Orcas Team Up to Kill Whale in Raw, First-Ever Video
Orcas Take Down Whale in Coordinated Attack

Orcas Team Up to Kill Whale in Raw, First-Ever Video

Scientists had never seen how killer whales work cooperatively to hunt a juvenile bowhead whale, which is three times an orca's size.

ByMaria Antonova
August 2, 2017
4 min read

Bowhead whales in Russia’s Okhotsk Sea are endangered, struggling to recover from threats both past (commercial whaling) and present (warming seas).

But that doesn't faze the local orcas, which have become skilled at hunting and killing the whales.

For the first time, scientists have witnessed, thanks to drone video, how the predators work as a team to surround and kill a juvenile bowhead, which can be three times heavier than an adult orca. (Read how orcas work together to whip up a meal.)

“We’ve known for a long time that orcas can hunt grey and bowhead whale calves by separating them from their mothers, but it’s interesting that here they kill a bowhead aged between one and five years old," says Olga Shpak, a biologist at the Severtsov Institute of Ecology in Russia who saw the hunt firsthand. The juvenile bowhead was already over 26 feet long and weaned from its mother, she says.

But this orca family, known to scientists since 2011, know what they're doing: They specialize in hunting juvenile bowheads. The matriarch's nickname is Whale Killer.

“Once they start to learn something, orcas will keep perfecting the skill, and this family has honed their hunting to require minimal energy,” Shpak says. (See an interactive graphic of orca hunting.)

Phil Clapham, leader of the Cetacean Assessment and Ecology Program at the Marine Mammal Laboratory in Seattle, Washington, says by email that whales often carry visible scars from failed orca attacks, but such events "are rarely observed."

"This is unique and extraordinary footage."

Attack Strategy

Adolescence is awkward for bowheads as they lose fat and bone acquired in their first year of life, redirecting body resources to develop their massive head and feeding apparatus, particularly the baleen plates that sieve zooplankton, their food source.

Unlike with bowhead calves and smaller whale species, such as minke, the orcas’ hunting strategy in this situation went beyond drowning their prey. (See the surprising reason why orcas attacked this blue whale.)

“This whale is too big to be drowned, so they ram its side, crushing the ribs,” says Shpak, who analyzed the video footage.

While the matriarch attacks in this manner, other pod members have assigned roles.
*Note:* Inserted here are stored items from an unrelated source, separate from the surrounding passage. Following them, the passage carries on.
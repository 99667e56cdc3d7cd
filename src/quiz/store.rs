// src/quiz/store.rs

use std::collections::HashMap;
use std::sync::Arc;
use std::time::Duration;

use chrono::{DateTime, TimeDelta, Utc};
use tokio::sync::Mutex;
use uuid::Uuid;

use crate::{
    quiz::controller::{QuizController, QuizSettings},
    services::{advisor::DifficultyAdvisor, question_bank::QuestionBank},
};

struct Entry {
    controller: Arc<QuizController>,
    last_active: DateTime<Utc>,
}

/// Live quiz sessions, one controller per browser session.
pub struct SessionStore {
    sessions: Mutex<HashMap<Uuid, Entry>>,
    bank: Arc<QuestionBank>,
    advisor: Arc<dyn DifficultyAdvisor>,
    settings: QuizSettings,
}

impl SessionStore {
    pub fn new(
        bank: Arc<QuestionBank>,
        advisor: Arc<dyn DifficultyAdvisor>,
        settings: QuizSettings,
    ) -> Self {
        Self {
            sessions: Mutex::new(HashMap::new()),
            bank,
            advisor,
            settings,
        }
    }

    /// Opens a new session in the `NoSubject` phase.
    pub async fn create(&self) -> (Uuid, Arc<QuizController>, DateTime<Utc>) {
        let id = Uuid::new_v4();
        let now = Utc::now();
        let controller = QuizController::new(
            Arc::clone(&self.bank),
            Arc::clone(&self.advisor),
            self.settings.clone(),
        );

        self.sessions.lock().await.insert(
            id,
            Entry {
                controller: Arc::clone(&controller),
                last_active: now,
            },
        );
        tracing::debug!(%id, "Quiz session opened");

        (id, controller, now)
    }

    /// Looks a session up and marks it active.
    pub async fn get(&self, id: &Uuid) -> Option<Arc<QuizController>> {
        let mut sessions = self.sessions.lock().await;
        let entry = sessions.get_mut(id)?;
        entry.last_active = Utc::now();
        Some(Arc::clone(&entry.controller))
    }

    pub async fn remove(&self, id: &Uuid) -> bool {
        let removed = self.sessions.lock().await.remove(id).is_some();
        if removed {
            tracing::debug!(%id, "Quiz session closed");
        }
        removed
    }

    pub async fn len(&self) -> usize {
        self.sessions.lock().await.len()
    }

    pub async fn is_empty(&self) -> bool {
        self.len().await == 0
    }

    /// Drops sessions idle for longer than `max_idle`. Returns how many were dropped.
    pub async fn purge_idle(&self, max_idle: Duration) -> usize {
        let max_idle = TimeDelta::from_std(max_idle).unwrap_or(TimeDelta::MAX);
        let now = Utc::now();

        let mut sessions = self.sessions.lock().await;
        let before = sessions.len();
        sessions.retain(|_, entry| now - entry.last_active <= max_idle);
        let purged = before - sessions.len();

        if purged > 0 {
            tracing::info!("Purged {} idle quiz sessions", purged);
        }
        purged
    }
}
The young orca swims near the whale’s head, blocking its escape, while other adult orcas pull the animal by the fins away from shallow waters.
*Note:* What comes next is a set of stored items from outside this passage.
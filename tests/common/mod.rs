// tests/common/mod.rs

#![allow(dead_code)]

use std::time::Duration;

use async_trait::async_trait;
use quizwhiz::{
    models::{
        difficulty::DifficultyAdjustment,
        question::{AnswerOption, QuizQuestion},
        subject::Subject,
    },
    services::advisor::{AdvisorError, DifficultyAdvisor},
};
use tokio::sync::Notify;

/// Builds a question with options "a", "b", "c".
pub fn question(id: &str, subject: Subject, correct: &str) -> QuizQuestion {
    QuizQuestion {
        id: id.to_string(),
        subject,
        text: format!("Question {}", id),
        image_url: None,
        hint: None,
        options: ["a", "b", "c"]
            .into_iter()
            .map(|opt| AnswerOption::new(opt, format!("Option {}", opt.to_uppercase())))
            .collect(),
        correct_answer_id: correct.to_string(),
    }
}

/// `count` Math questions whose correct answer is always "a".
pub fn math_questions(count: usize) -> Vec<QuizQuestion> {
    (1..=count)
        .map(|i| question(&format!("q{}", i), Subject::Math, "a"))
        .collect()
}

/// Always answers with the same label.
pub struct FixedAdvisor(pub DifficultyAdjustment);

#[async_trait]
impl DifficultyAdvisor for FixedAdvisor {
    async fn suggest(&self, _user_id: &str, _score: f64) -> Result<DifficultyAdjustment, AdvisorError> {
        Ok(self.0)
    }
}

/// Always fails, as an unreachable language-model service would.
pub struct FailingAdvisor;

#[async_trait]
impl DifficultyAdvisor for FailingAdvisor {
    async fn suggest(&self, _user_id: &str, _score: f64) -> Result<DifficultyAdjustment, AdvisorError> {
        Err(AdvisorError::Transport("connection refused".to_string()))
    }
}

/// Holds every answer until `release` is notified.
pub struct GatedAdvisor {
    pub release: Notify,
    pub label: DifficultyAdjustment,
}

impl GatedAdvisor {
    pub fn new(label: DifficultyAdjustment) -> Self {
        Self {
            release: Notify::new(),
            label,
        }
    }
}

#[async_trait]
impl DifficultyAdvisor for GatedAdvisor {
    async fn suggest(&self, _user_id: &str, _score: f64) -> Result<DifficultyAdjustment, AdvisorError> {
        self.release.notified().await;
        Ok(self.label)
    }
}

/// Never answers within any reasonable timeout.
pub struct SlowAdvisor;

#[async_trait]
impl DifficultyAdvisor for SlowAdvisor {
    async fn suggest(&self, _user_id: &str, _score: f64) -> Result<DifficultyAdjustment, AdvisorError> {
        tokio::time::sleep(Duration::from_secs(30)).await;
        Ok(DifficultyAdjustment::Maintain)
    }
}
“They can only kill the whale in deep waters because the orca needs to accelerate and gather enough speed for the strike,” says Shpak, who has seen this pod hunting bowheads four or five times. (See National Geographic's whale pictures.)

'Tropical' Whales

Orcas likely killed six bowheads in the Okhotsk Sea's Academy Bay in 2016 alone. The hunting pressure may be why the local whale population isn't bouncing back after commercial whaling in the 19th century and illegal Soviet whaling in the 1960s and '70s, Shpak says. Since the 1980s, Okhotsk bowhead numbers have hovered around 400.

"Whether such attacks represent a threat to the population is not clear," notes Clapham. "They are almost always on calves or yearlings (not adults), and we don't know how often they are successful."

Shpak adds “the presence of bowheads there is paradoxical to begin with,” because the bays of the western Okhotsk Sea are much warmer and less salty than the species' typically Arctic habitat. Colleagues studying bowheads in the Arctic routinely refer to the Okhotsk whales as “tropical," she jokes.

But that's also why the rare Okhotsk bowheads could be “a great model for studying how an Arctic species adapts to a warming climate."